Geral

MPAL discute “vaga zero” para casos graves de pé diabético em Alagoas

Proposta foi apresentada ao Colégio de Procuradores de Justiça e ainda depende de articulação com gestores da saúde

Por Redação 04/09/2026 09h09
MPAL discute “vaga zero” para casos graves de pé diabético em Alagoas
Medidas discutidas incluem capacitação de equipes e ampliação de leitos especializados - Foto: Reprodução

Casos de pé diabético com infecções graves e risco de amputação poderão ser incluídos no protocolo de “vaga zero” da rede pública de saúde de Alagoas. A proposta foi apresentada durante reunião do Colégio de Procuradores de Justiça do Estado e divulgada no Diário Oficial do Ministério Público de Alagoas (MPAL) desta sexta-feira (4).

O protocolo de “vaga zero” permite que pacientes em estado grave sejam encaminhados de forma emergencial para uma unidade hospitalar mesmo quando não há leito previamente disponível na Central de Regulação. A medida busca garantir atendimento em situações que não podem aguardar a abertura de uma vaga convencional.

Durante a reunião, representantes da Casa Fecha Feridas e do Instituto Jackson Caiafa chamaram atenção para a ocorrência de amputações relacionadas ao diabetes e a feridas crônicas em Alagoas.
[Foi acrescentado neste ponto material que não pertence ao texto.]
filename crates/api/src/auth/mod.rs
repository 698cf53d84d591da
//! Authentication primitives.
//!
//! - [`password`] -- Argon2id password hashing and verification.
//! - [`jwt`] -- JWT access-token generation and validation.

pub mod jwt;
pub mod password;
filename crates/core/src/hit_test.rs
//! Click validation against stored answer coordinates.
//!
//! Coordinates are normalized: fractions of image width and height in
//! `[0, 1]`, origin top-left. The check is an axis-aligned box with one
//! tolerance shared by both axes.

use serde::{Deserialize, Serialize};
use serde_json::Value;

use crate::error::CoreError;
use crate::input;
use crate::types::DbId;

/// Maximum per-axis distance (exclusive) between a click and an answer.
pub const HIT_TOLERANCE: f64 = 0.03;

/// Margin the game board clamps pointer events into before asking for a
/// check, i.e. clicks land in `[0.02, 0.98]`.
pub const DEFAULT_CLICK_MARGIN: f64 = 0.02;

/// A point in normalized image space.
#[derive(Debug, Clone, Copy, PartialEq, Serialize, Deserialize)]
pub struct NormalizedPoint {
    pub x: f64,
    pub y: f64,
}

impl NormalizedPoint {
    pub fn new(x: f64, y: f64) -> Self {
        Self { x, y }
    }

    /// Build a point from untrusted input, rejecting NaN and infinities.
    ///
    /// Values outside `[0, 1]` are accepted: claims are compared as sent.
    pub fn from_untrusted(x: f64, y: f64) -> Result<Self, CoreError> {
        if !x.is_finite() || !y.is_finite() {
            return Err(CoreError::Validation(
                "click.x and click.y must be finite numbers".to_string(),
            ));
        }
        Ok(Self { x, y })
    }
}

/// A validated "is character C at this point of scene S?" request.
#[derive(Debug, Clone, Copy, PartialEq)]
pub struct GuessClaim {
    pub scene_id: DbId,
    pub character_id: DbId,
    pub click: NormalizedPoint,
}

impl GuessClaim {
    /// Validate the raw `sceneId`, `characterId` and `click: {x, y}` fields.
    pub fn parse(
        scene_id: Option<&Value>,
        character_id: Option<&Value>,
        click: Option<&Value>,
    ) -> Result<Self, CoreError> {
        let scene_id = input::positive_int(scene_id, "sceneId")?;
        let character_id = input::positive_int(character_id, "characterId")?;

        let click = match click {
            Some(Value::Object(map)) => map,
            None | Some(Value::Null) => {
                return Err(CoreError::Validation("click is required".into()));
            }
            Some(_) => {
                return Err(CoreError::Validation(
                    "click must be an object with x and y".into(),
                ));
            }
        };
        let x = input::finite_number(click.get("x"), "click.x")?;
        let y = input::finite_number(click.get("y"), "click.y")?;

        Ok(Self {
            scene_id,
            character_id,
            click: NormalizedPoint::from_untrusted(x, y)?,
        })
    }
}

/// Decide whether `claim` hits `answer`.
///
/// True iff both `|dx|` and `|dy|` are strictly below [`HIT_TOLERANCE`].
pub fn evaluate(claim: NormalizedPoint, answer: NormalizedPoint) -> bool {
    let dx = (claim.x - answer.x).abs();
    let dy = (claim.y - answer.y).abs();
    dx < HIT_TOLERANCE && dy < HIT_TOLERANCE
}

/// Clamp a raw pointer position into `[margin, 1 - margin]` on both axes.
///
/// This runs upstream of [`evaluate`], on the side that converts pointer
/// events into normalized coordinates. `evaluate` itself never clamps.
pub fn clamp_to_margin(point: NormalizedPoint, margin: f64) -> NormalizedPoint {
    let lo = margin.clamp(0.0, 0.5);
    let hi = 1.0 - lo;
    NormalizedPoint {
        x: point.x.clamp(lo, hi),
        y: point.y.clamp(lo, hi),
    }
}

#[cfg(test)]
mod tests {
    use serde_json::json;

    use super::*;

    fn p(x: f64, y: f64) -> NormalizedPoint {
        NormalizedPoint::new(x, y)
    }

    #[test]
    fn exact_match_is_a_hit() {
        for a in [p(0.0, 0.0), p(0.432, 0.755), p(1.0, 1.0), p(0.5, 0.02)] {
            assert!(evaluate(a, a), "{a:?} must hit itself");
        }
    }

    #[test]
    fn close_click_hits() {
        // dx = 0.008, dy = 0.005
        assert!(evaluate(p(0.44, 0.76), p(0.432, 0.755)));
    }

    #[test]
    fn far_click_misses() {
        // dx = 0.068
        assert!(!evaluate(p(0.5, 0.5), p(0.432, 0.755)));
    }

    #[test]
    fn diff_equal_to_tolerance_misses() {
        // 0.0 + 0.03 - 0.0 is exactly HIT_TOLERANCE in f64.
        assert!(!evaluate(p(HIT_TOLERANCE, 0.0), p(0.0, 0.0)));
        assert!(!evaluate(p(0.0, HIT_TOLERANCE), p(0.0, 0.0)));
    }

    #[test]
    fn either_axis_out_of_tolerance_misses() {
        let answer = p(0.4, 0.4);
        assert!(!evaluate(p(0.4, 0.45), answer));
        assert!(!evaluate(p(0.35, 0.4), answer));
    }

    #[test]
    fn box_not_circle() {
        // Both diffs just under tolerance: Euclidean distance exceeds it, still a hit.
        assert!(evaluate(p(0.429, 0.429), p(0.4, 0.4)));
    }

    #[test]
    fn claims_outside_unit_square_are_not_clamped() {
        assert!(!evaluate(p(-0.5, 0.0), p(0.0, 0.0)));
        assert!(evaluate(p(1.01, 1.0), p(1.0, 1.0)));
    }

    #[test]
    fn from_untrusted_rejects_non_finite() {
        assert!(NormalizedPoint::from_untrusted(f64::NAN, 0.5).is_err());
        assert!(NormalizedPoint::from_untrusted(0.5, f64::INFINITY).is_err());
        assert!(NormalizedPoint::from_untrusted(1.5, -0.1).is_ok());
    }

    #[test]
    fn guess_claim_parses_valid_request() {
        let claim = GuessClaim::parse(
            Some(&json!(1)),
            Some(&json!("2")),
            Some(&json!({ "x": 0.44, "y": 0.76 })),
        )
        .unwrap();
        assert_eq!(claim.scene_id, 1);
        assert_eq!(claim.character_id, 2);
        assert_eq!(claim.click, p(0.44, 0.76));
    }

    #[test]
    fn guess_claim_rejects_missing_fields() {
        let click = json!({ "x": 0.1, "y": 0.1 });
        assert!(GuessClaim::parse(None, Some(&json!(1)), Some(&click)).is_err());
        assert!(GuessClaim::parse(Some(&json!(1)), None, Some(&click)).is_err());
        assert!(GuessClaim::parse(Some(&json!(1)), Some(&json!(1)), None).is_err());
        assert!(GuessClaim::parse(
            Some(&json!(1)),
            Some(&json!(1)),
            Some(&json!({ "x": 0.1 }))
        )
        .is_err());
        let click = json!("0.1,0.1");
        assert!(GuessClaim::parse(Some(&json!(1)), Some(&json!(1)), Some(&click)).is_err());
    }

    #[test]
    fn clamp_to_margin_bounds_both_axes() {
        let clamped = clamp_to_margin(p(0.0, 1.0), DEFAULT_CLICK_MARGIN);
        assert_eq!(clamped, p(0.02, 0.98));

        let inside = clamp_to_margin(p(0.3, 0.7), 0.04);
        assert_eq!(inside, p(0.3, 0.7));

        let wide = clamp_to_margin(p(0.01, 0.99), 0.04);
        assert_eq!(wide, p(0.04, 0.96));
    }
}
O médico Aldemar Araújo de Castro defendeu a adoção de um modelo semelhante ao utilizado no Rio de Janeiro. A proposta prevê que pacientes com infecções graves decorrentes do pé diabético e risco de perda de membros sejam encaminhados para atendimento emergencial.

Além da possibilidade de inclusão no protocolo de “vaga zero”, foram discutidas outras medidas para melhorar o atendimento desses pacientes. Entre elas estão a capacitação de profissionais da atenção primária, a ampliação de leitos especializados e a organização do atendimento nos distritos sanitários.

A aquisição de uma câmara hiperbárica também foi apontada como uma das necessidades apresentadas durante a reunião.

O procurador-geral de Justiça, Lean Antônio Ferreira de Araújo, afirmou que o MPAL deverá articular a discussão com gestores das secretarias estadual e municipal de Saúde, a direção do Hospital Geral do Estado (HGE) e órgãos jurídicos.

A inclusão dos pacientes com pé diabético grave no protocolo de “vaga zero”, porém, ainda não foi aprovada. A ata da reunião também não apresenta números oficiais sobre amputações, prazo para implantação das medidas ou estimativa dos custos envolvidos.